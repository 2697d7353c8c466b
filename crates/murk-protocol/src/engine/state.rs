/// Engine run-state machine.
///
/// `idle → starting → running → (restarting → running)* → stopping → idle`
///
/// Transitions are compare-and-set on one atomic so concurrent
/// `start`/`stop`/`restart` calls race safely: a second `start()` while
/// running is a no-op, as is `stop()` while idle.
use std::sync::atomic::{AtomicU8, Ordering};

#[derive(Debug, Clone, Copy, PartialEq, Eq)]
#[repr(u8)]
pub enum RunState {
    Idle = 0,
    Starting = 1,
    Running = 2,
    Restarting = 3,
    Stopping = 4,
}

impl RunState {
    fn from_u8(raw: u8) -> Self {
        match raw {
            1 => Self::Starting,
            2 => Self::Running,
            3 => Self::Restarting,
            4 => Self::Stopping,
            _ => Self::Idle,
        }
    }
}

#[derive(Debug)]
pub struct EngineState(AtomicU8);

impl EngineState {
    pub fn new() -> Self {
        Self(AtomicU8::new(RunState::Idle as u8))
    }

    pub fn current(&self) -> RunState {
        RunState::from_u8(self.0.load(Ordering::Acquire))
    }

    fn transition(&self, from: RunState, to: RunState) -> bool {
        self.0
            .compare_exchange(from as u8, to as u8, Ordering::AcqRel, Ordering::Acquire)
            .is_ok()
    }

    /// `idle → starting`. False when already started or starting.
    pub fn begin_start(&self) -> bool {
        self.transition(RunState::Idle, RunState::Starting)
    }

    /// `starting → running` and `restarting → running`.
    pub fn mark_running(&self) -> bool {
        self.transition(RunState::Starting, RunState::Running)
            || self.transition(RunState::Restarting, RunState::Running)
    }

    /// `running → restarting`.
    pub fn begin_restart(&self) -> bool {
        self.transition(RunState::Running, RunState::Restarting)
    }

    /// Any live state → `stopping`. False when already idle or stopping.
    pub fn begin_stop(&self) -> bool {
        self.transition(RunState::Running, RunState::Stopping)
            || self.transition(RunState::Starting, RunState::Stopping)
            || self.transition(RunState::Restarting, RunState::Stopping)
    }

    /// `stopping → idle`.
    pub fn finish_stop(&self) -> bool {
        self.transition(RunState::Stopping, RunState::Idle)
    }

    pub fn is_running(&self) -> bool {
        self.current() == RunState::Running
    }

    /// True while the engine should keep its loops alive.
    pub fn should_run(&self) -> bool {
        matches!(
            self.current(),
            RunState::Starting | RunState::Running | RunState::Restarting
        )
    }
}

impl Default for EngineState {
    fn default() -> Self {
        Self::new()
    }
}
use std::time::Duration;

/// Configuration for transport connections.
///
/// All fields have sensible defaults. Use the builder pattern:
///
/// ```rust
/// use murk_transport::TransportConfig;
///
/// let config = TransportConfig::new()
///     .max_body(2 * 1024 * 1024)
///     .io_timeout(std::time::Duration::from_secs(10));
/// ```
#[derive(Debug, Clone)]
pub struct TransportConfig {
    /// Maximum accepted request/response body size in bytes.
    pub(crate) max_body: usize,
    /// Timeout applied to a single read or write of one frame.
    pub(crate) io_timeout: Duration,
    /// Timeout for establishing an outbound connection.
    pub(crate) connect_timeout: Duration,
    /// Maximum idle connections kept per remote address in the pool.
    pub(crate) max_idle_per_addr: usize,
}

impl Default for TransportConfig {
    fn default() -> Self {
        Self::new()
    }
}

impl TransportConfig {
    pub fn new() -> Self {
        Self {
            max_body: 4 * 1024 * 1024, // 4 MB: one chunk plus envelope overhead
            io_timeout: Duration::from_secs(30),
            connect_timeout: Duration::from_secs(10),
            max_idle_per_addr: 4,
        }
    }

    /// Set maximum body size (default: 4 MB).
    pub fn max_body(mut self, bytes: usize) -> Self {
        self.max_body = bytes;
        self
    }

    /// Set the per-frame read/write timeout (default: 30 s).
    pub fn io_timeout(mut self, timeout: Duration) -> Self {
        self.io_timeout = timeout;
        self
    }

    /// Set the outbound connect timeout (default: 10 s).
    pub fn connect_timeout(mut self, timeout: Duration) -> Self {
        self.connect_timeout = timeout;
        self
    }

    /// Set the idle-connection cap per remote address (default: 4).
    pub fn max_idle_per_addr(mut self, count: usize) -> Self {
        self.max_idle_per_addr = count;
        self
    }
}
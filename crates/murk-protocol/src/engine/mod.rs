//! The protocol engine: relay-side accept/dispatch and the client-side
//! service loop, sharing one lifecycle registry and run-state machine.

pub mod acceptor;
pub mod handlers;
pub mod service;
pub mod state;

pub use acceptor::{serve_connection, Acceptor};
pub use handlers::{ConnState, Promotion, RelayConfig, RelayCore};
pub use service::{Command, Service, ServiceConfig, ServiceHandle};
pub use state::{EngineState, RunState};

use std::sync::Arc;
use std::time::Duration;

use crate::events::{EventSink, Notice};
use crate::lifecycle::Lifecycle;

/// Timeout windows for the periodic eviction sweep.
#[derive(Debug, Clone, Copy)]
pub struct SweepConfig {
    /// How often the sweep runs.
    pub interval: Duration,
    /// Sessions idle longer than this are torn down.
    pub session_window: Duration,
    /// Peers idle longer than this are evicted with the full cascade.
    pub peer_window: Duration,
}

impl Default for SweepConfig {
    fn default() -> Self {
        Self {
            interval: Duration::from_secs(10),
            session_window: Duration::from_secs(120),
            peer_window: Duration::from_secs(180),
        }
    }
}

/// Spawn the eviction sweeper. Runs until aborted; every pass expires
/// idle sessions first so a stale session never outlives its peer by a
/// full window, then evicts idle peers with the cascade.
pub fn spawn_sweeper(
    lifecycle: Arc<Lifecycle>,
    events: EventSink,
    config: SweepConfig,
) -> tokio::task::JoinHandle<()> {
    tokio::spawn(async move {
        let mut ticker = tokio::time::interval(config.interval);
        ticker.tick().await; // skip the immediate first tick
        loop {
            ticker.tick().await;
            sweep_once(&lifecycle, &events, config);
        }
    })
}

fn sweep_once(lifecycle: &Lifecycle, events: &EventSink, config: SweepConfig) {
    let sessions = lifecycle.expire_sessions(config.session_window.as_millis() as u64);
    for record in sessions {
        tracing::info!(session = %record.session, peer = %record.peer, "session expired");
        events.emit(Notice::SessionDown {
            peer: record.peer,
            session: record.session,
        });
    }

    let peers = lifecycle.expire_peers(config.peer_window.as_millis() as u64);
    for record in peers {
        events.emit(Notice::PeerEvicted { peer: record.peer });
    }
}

==

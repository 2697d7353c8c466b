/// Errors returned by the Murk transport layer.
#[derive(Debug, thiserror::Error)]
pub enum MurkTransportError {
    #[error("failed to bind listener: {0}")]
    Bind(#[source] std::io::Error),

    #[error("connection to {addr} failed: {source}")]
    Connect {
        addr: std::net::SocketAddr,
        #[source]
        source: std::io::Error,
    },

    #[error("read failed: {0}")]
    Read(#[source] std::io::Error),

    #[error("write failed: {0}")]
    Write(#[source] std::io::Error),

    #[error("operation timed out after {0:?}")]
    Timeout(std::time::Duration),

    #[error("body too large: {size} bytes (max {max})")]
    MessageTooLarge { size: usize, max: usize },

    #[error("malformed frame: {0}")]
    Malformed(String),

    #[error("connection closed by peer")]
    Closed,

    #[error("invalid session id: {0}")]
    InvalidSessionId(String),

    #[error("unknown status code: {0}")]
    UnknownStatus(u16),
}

### What to do
All that is needed is the exact run of lines above from the line containing "fn transition(&self, from: RunState, to: RunState)" through the line containing "pub fn is_running(&self)", both of them included.

### Answer space
    fn transition(&self, from: RunState, to: RunState) -> bool {
        self.0
            .compare_exchange(from as u8, to as u8, Ordering::AcqRel, Ordering::Acquire)
            .is_ok()
    }

    /// `idle → starting`. False when already started or starting.
    pub fn begin_start(&self) -> bool {
        self.transition(RunState::Idle, RunState::Starting)
    }

    /// `starting → running` and `restarting → running`.
    pub fn mark_running(&self) -> bool {
        self.transition(RunState::Starting, RunState::Running)
            || self.transition(RunState::Restarting, RunState::Running)
    }

    /// `running → restarting`.
    pub fn begin_restart(&self) -> bool {
        self.transition(RunState::Running, RunState::Restarting)
    }

    /// Any live state → `stopping`. False when already idle or stopping.
    pub fn begin_stop(&self) -> bool {
        self.transition(RunState::Running, RunState::Stopping)
            || self.transition(RunState::Starting, RunState::Stopping)
            || self.transition(RunState::Restarting, RunState::Stopping)
    }

    /// `stopping → idle`.
    pub fn finish_stop(&self) -> bool {
        self.transition(RunState::Stopping, RunState::Idle)
    }

    pub fn is_running(&self) -> bool {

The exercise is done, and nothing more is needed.